The recent announcement of VPLEX perhaps best characterizes storage federation in the LUN world -- storage containers are now largely independent of not only physical device, but potentially geographical location as well.
LUNs can now freely flow from array to array, or data center to data center as needed. Going further, the same LUN can be easily be presented in two physically separate locations if needed.
Our old friend the LUN is now mobile -- it can move, and can actually be in two places at once. A neat trick that most people are just now starting to get their head wrapped around.
Where Does That Leave Us?
Our friend the storage LUN has now come a long way.
It's been disassembled into constituent physical pieces, reassembled in a variety of useful ways, fully automated across multiple media types, cached aggressively, made thin and made compressed, and now fully mobilized across increasing distances.
Forgive me if my over-simplified story has left out some key aspects -- feel free to comment below.
I find it interesting to occasionally look back, and just see how far a simple, basic construct like the LUN can evolve in the face of rampant technological innovation.
I wonder where the LUN is going to go from here?

Hi,
I hope that the V-Max LUN's will some day make the leap into 2010 and be expandaple without making it into a meta lun. I don't know if there are still other arrays where concatenation of lun's (meta) is required for expanding lun's on virtually provisioned pools.
Example: largest hyper size on v-max is ~256 GB. Anything beyond this, you have to make it a meta lun.
And also, as we all know, the lun has to be created as meta lun in the beginning. Otherwise it is not possible to expand it afterwards. So, on example a Windows host, all luns must be created as metaluns when shown to a host, in order to be able to expand it later. If I show 10 GB to a windows host, I must create ie. 2 x 5 GB meta lun. When later I want to expand it, I must add (concatenate) another meta members into it. How can this be, even with virtual provisioning? This is from the graves of storage management.
Imagine if it was like this: I want to provision 100 GB to a windows host. I give it a 100 GB lun.

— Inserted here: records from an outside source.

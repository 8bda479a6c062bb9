use std::net::SocketAddr;

use anyhow::Context;
use socket2::{Domain, Protocol, Socket, Type};
use tokio::net::TcpListener;
use tracing::{debug, error, info};

use crate::config::Config;
use crate::http::connection::Connection;
use crate::server::{ServerContext, Spawner, TokioSpawner};

/// Pending connections the kernel may queue.
pub const BACKLOG: i32 = 128;

/// Binds a listening socket with `SO_REUSEADDR` so a restarted server can
/// take the port back immediately. Must be called inside a tokio runtime.
pub fn bind(addr: SocketAddr) -> anyhow::Result<TcpListener> {
    let socket = Socket::new(Domain::for_address(addr), Type::STREAM, Some(Protocol::TCP))
        .context("failed to create socket")?;
    socket
        .set_reuse_address(true)
        .context("failed to set SO_REUSEADDR")?;
    socket
        .bind(&addr.into())
        .with_context(|| format!("failed to bind {}", addr))?;
    socket.listen(BACKLOG).context("failed to listen")?;
    socket.set_nonblocking(true)?;

    let listener = TcpListener::from_std(socket.into())?;
    Ok(listener)
}

/// Accepts connections forever, handing each one to `spawner`.
///
/// Accept failures are logged and the loop keeps going.
pub async fn serve<P: Spawner>(
    listener: TcpListener,
    ctx: ServerContext,
    spawner: P,
) -> anyhow::Result<()> {
    loop {
        let (socket, peer) = match listener.accept().await {
            Ok(accepted) => accepted,
            Err(e) => {
                error!(error = %e, "Failed to accept connection");
                continue;
            }
        };
        debug!("Accepted connection from {}", peer);

        let conn = Connection::new(socket, ctx.clone());
        spawner.spawn(async move {
            if let Err(e) = conn.run().await {
                error!("Connection error from {}: {}", peer, e);
            }
        });
    }
}

pub async fn run(cfg: &Config) -> anyhow::Result<()> {
    let listener = bind(cfg.listen_addr())?;
    info!("Server listening on port {}", listener.local_addr()?.port());

    serve(listener, ServerContext::default(), TokioSpawner).await
}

After 12 months, I want to expand it into a 500 GB lun. I just tell that expand the lun with 400 GB. No creating meta's, no fuss... And all this with de facto virtual (thin) provisioning or whatever you like to call it.
I sincerely hope that this is in the works, and at least noted as a critical thing to add...
Posted by: soikki | June 07, 2010 at 03:05 PM
Hi Soikki
Why I can't argue with you that "boy, wouldn't it be nice to never have to plan ahead on storage configurations", I think that all arrays require some modicum of up-front planning in regards to how you expect to be using it.
Sure, we as vendors should eliminate as many of these "gotta think about it up-front" restrictions, but they're everywhere in every storage product.
Quick question -- why wouldn't you just use virtual provisioning everywhere?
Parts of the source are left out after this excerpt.